Affirm delivered substantial operational improvements with operating losses narrowing dramatically while revenue grew meaningfully and cash generation expanded significantly.
The company appears to have reached an inflection point in its path to profitability, with operating losses shrinking by roughly 86% while maintaining strong revenue growth. This dramatic improvement in operational efficiency, combined with substantially higher cash generation, suggests Affirm's business model is maturing and becoming more sustainable.
Affirm posted strong financial performance across multiple dimensions, with revenue growing 39% to $3.2B and net interest income expanding 34% to $1.6B. Operating losses narrowed dramatically from -$616M to -$87M, while operating cash flow grew notably to $794M from $450M. The balance sheet strengthened modestly with cash increasing 34% to $1.4B and total assets growing 17% to $11.2B, indicating improved financial stability alongside operational progress.

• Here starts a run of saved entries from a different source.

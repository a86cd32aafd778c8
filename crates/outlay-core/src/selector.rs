//! Model selection across predictor outputs

use crate::error::{Error, Result};
use crate::models::{AllModels, PredictionMethod, PredictionResult};

/// Pick the candidate with the highest confidence.
///
/// Only a strictly higher confidence replaces the current best, so exact
/// ties go to the earliest candidate.
pub fn select_best<'a, I>(candidates: I) -> Result<&'a PredictionResult>
where
    I: IntoIterator<Item = &'a PredictionResult>,
{
    let mut best: Option<&PredictionResult> = None;

    for candidate in candidates {
        match best {
            Some(current) if candidate.confidence <= current.confidence => {}
            // NaN confidence never wins
            _ if candidate.confidence.is_nan() => {}
            _ => best = Some(candidate),
        }
    }

    best.ok_or(Error::NoModelAvailable)
}

/// Select among all available models in the fixed order
/// linear, polynomial, moving average
pub fn select_from(models: &AllModels) -> Result<&PredictionResult> {
    select_best(
        PredictionMethod::all()
            .iter()
            .filter_map(|method| models.get(*method)),
    )
}
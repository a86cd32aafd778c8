//! Quadratic trend predictor

use crate::error::Result;
use crate::models::{PredictionMethod, PredictionResult};

use super::ols::PolynomialFit;
use super::{extrapolate, series_indices, Predictor};

/// Degree of the polynomial fit. Fixed: higher degrees overfit the short
/// series this runs on.
pub const POLYNOMIAL_DEGREE: usize = 2;

/// Fits `a + b*x + c*x^2` to the monthly totals, capturing mild
/// acceleration or deceleration in spending
pub struct PolynomialPredictor;

impl PolynomialPredictor {
    pub fn new() -> Self {
        Self
    }
}

impl Default for PolynomialPredictor {
    fn default() -> Self {
        Self::new()
    }
}

impl Predictor for PolynomialPredictor {
    fn id(&self) -> PredictionMethod {
        PredictionMethod::Polynomial
    }

    fn min_points(&self) -> usize {
        POLYNOMIAL_DEGREE + 1
    }

    fn predict(&self, totals: &[f64], horizon: usize) -> Result<Option<PredictionResult>> {
        if totals.len() < self.min_points() {
            return Ok(None);
        }

        let xs = series_indices(totals.len());
        let fit = PolynomialFit::fit(&xs, totals, POLYNOMIAL_DEGREE)?;

        Ok(Some(PredictionResult {
            predictions: extrapolate(&fit, totals.len(), horizon),
            confidence: fit.r_squared(&xs, totals),
            method: self.id(),
        }))
    }
}
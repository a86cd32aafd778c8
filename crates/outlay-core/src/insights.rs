//! Plain-language insights about a forecast

use crate::config::InsightSettings;
use crate::models::{ForecastReport, InsightKind, PredictionInsight, Trend, Volatility};

/// Explain a forecast relative to the user's own history
pub fn prediction_insights(
    report: &ForecastReport,
    settings: &InsightSettings,
) -> Vec<PredictionInsight> {
    let mut insights = Vec::new();
    let average = report.statistics.average;
    let next_month = report.prediction.next_month;

    // 1. Next month against the historical average
    let percent_diff = if average > 0.0 {
        Some((next_month - average) / average * 100.0)
    } else {
        None
    };

    match percent_diff {
        Some(diff) if diff > settings.deviation_threshold => {
            insights.push(PredictionInsight::new(
                InsightKind::Warning,
                format!(
                    "Expected spending is {:.1}% higher than your average. Plan accordingly.",
                    diff
                ),
            ));
        }
        Some(diff) if diff < -settings.deviation_threshold => {
            insights.push(PredictionInsight::new(
                InsightKind::Positive,
                format!(
                    "Expected spending is {:.1}% lower than average. Great progress!",
                    diff.abs()
                ),
            ));
        }
        _ => {
            insights.push(PredictionInsight::new(
                InsightKind::Info,
                "Expected spending is consistent with your average.",
            ));
        }
    }

    // 2. Trend direction
    match report.trend.trend {
        Trend::Increasing => insights.push(PredictionInsight::new(
            InsightKind::Warning,
            format!(
                "Your spending trend is increasing by {:.1}% per month.",
                report.trend.growth_rate
            ),
        )),
        Trend::Decreasing => insights.push(PredictionInsight::new(
            InsightKind::Positive,
            format!(
                "Your spending trend is decreasing by {:.1}% per month.",
                report.trend.growth_rate.abs()
            ),
        )),
        Trend::Stable => {}
    }

    // 3. Volatility
    if report.trend.volatility == Volatility::High {
        insights.push(PredictionInsight::new(
            InsightKind::Info,
            "Your spending is quite variable. Consider budgeting to stabilize expenses.",
        ));
    }

    // 4. Confidence
    if report.prediction.confidence < settings.low_confidence {
        insights.push(PredictionInsight::new(
            InsightKind::Info,
            "Prediction confidence is moderate. Add more expense data for better accuracy.",
        ));
    }

    insights
}

#[cfg(test)]
mod tests {
    use super::*;
    use crate::models::{
        AllModels, BestPrediction, Historical, PredictionMethod, Statistics, TrendResult,
    };

    fn report(next_month: f64, average: f64, trend: TrendResult, confidence: f64) -> ForecastReport {
        ForecastReport {
            prediction: BestPrediction {
                next_month,
                next_3_months: vec![next_month; 3],
                confidence,
                method: PredictionMethod::MovingAverage,
            },
            historical: Historical {
                months: vec!["2024-01".into(), "2024-02".into()],
                values: vec![average, average],
            },
            forecast_months: vec!["2024-03".into(), "2024-04".into(), "2024-05".into()],
            trend,
            statistics: Statistics {
                average,
                min: average,
                max: average,
                std_dev: 0.0,
                last_month: average,
            },
            all_models: AllModels {
                linear: None,
                polynomial: None,
                moving_average: None,
            },
        }
    }

    #[test]
    fn test_consistent_spending_only() {
        let insights = prediction_insights(
            &report(500.0, 500.0, TrendResult::degenerate(), 1.0),
            &InsightSettings::default(),
        );
        assert_eq!(insights.len(), 1);
        assert_eq!(insights[0].kind, InsightKind::Info);
        assert_eq!(
            insights[0].message,
            "Expected spending is consistent with your average."
        );
    }

    #[test]
    fn test_higher_spending_with_increasing_trend() {
        let trend = TrendResult {
            trend: Trend::Increasing,
            growth_rate: 12.345,
            volatility: Volatility::High,
            coefficient_of_variation: 45.0,
        };
        let insights =
            prediction_insights(&report(150.0, 100.0, trend, 0.5), &InsightSettings::default());

        let kinds: Vec<InsightKind> = insights.iter().map(|i| i.kind).collect();
        assert_eq!(
            kinds,
            vec![
                InsightKind::Warning,
                InsightKind::Warning,
                InsightKind::Info,
                InsightKind::Info
            ]
        );
        assert_eq!(
            insights[0].message,
            "Expected spending is 50.0% higher than your average. Plan accordingly."
        );
        assert_eq!(
            insights[1].message,
            "Your spending trend is increasing by 12.3% per month."
        );
    }

    #[test]
    fn test_lower_spending_with_decreasing_trend() {
        let trend = TrendResult {
            trend: Trend::Decreasing,
            growth_rate: -20.0,
            volatility: Volatility::Low,
            coefficient_of_variation: 5.0,
        };
        let insights =
            prediction_insights(&report(75.0, 100.0, trend, 0.9), &InsightSettings::default());

        assert_eq!(insights.len(), 2);
        assert_eq!(insights[0].kind, InsightKind::Positive);
        assert_eq!(
            insights[0].message,
            "Expected spending is 25.0% lower than average. Great progress!"
        );
        assert_eq!(
            insights[1].message,
            "Your spending trend is decreasing by 20.0% per month."
        );
    }

    #[test]
    fn test_zero_average_is_consistent() {
        let insights = prediction_insights(
            &report(10.0, 0.0, TrendResult::degenerate(), 1.0),
            &InsightSettings::default(),
        );
        assert_eq!(insights[0].kind, InsightKind::Info);
    }
}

Operating leverage kicking in — revenue growth outpacing cost growth, a hallmark of scaling businesses.
Operating cash flow surged 76.4% — exceptional cash generation, highest quality earnings signal.
Strong top-line growth of 38.8% — accelerating demand or successful expansion into new markets.
Cash position surged 33.7% — strong cash generation or capital raise providing significant financial cushion.
Net interest income grew 33.5% — benefiting from rate environment or loan book expansion.
Capex increased 20.6% — ongoing investment in capacity or infrastructure for future growth.
Liabilities increased 19.1% — monitor debt-to-equity ratio and interest coverage.
Asset base grew 17.2% — expansion through organic growth, acquisitions, or capital deployment.
Equity base grew 12.3% — retained earnings accumulation or equity issuance strengthening the balance sheet.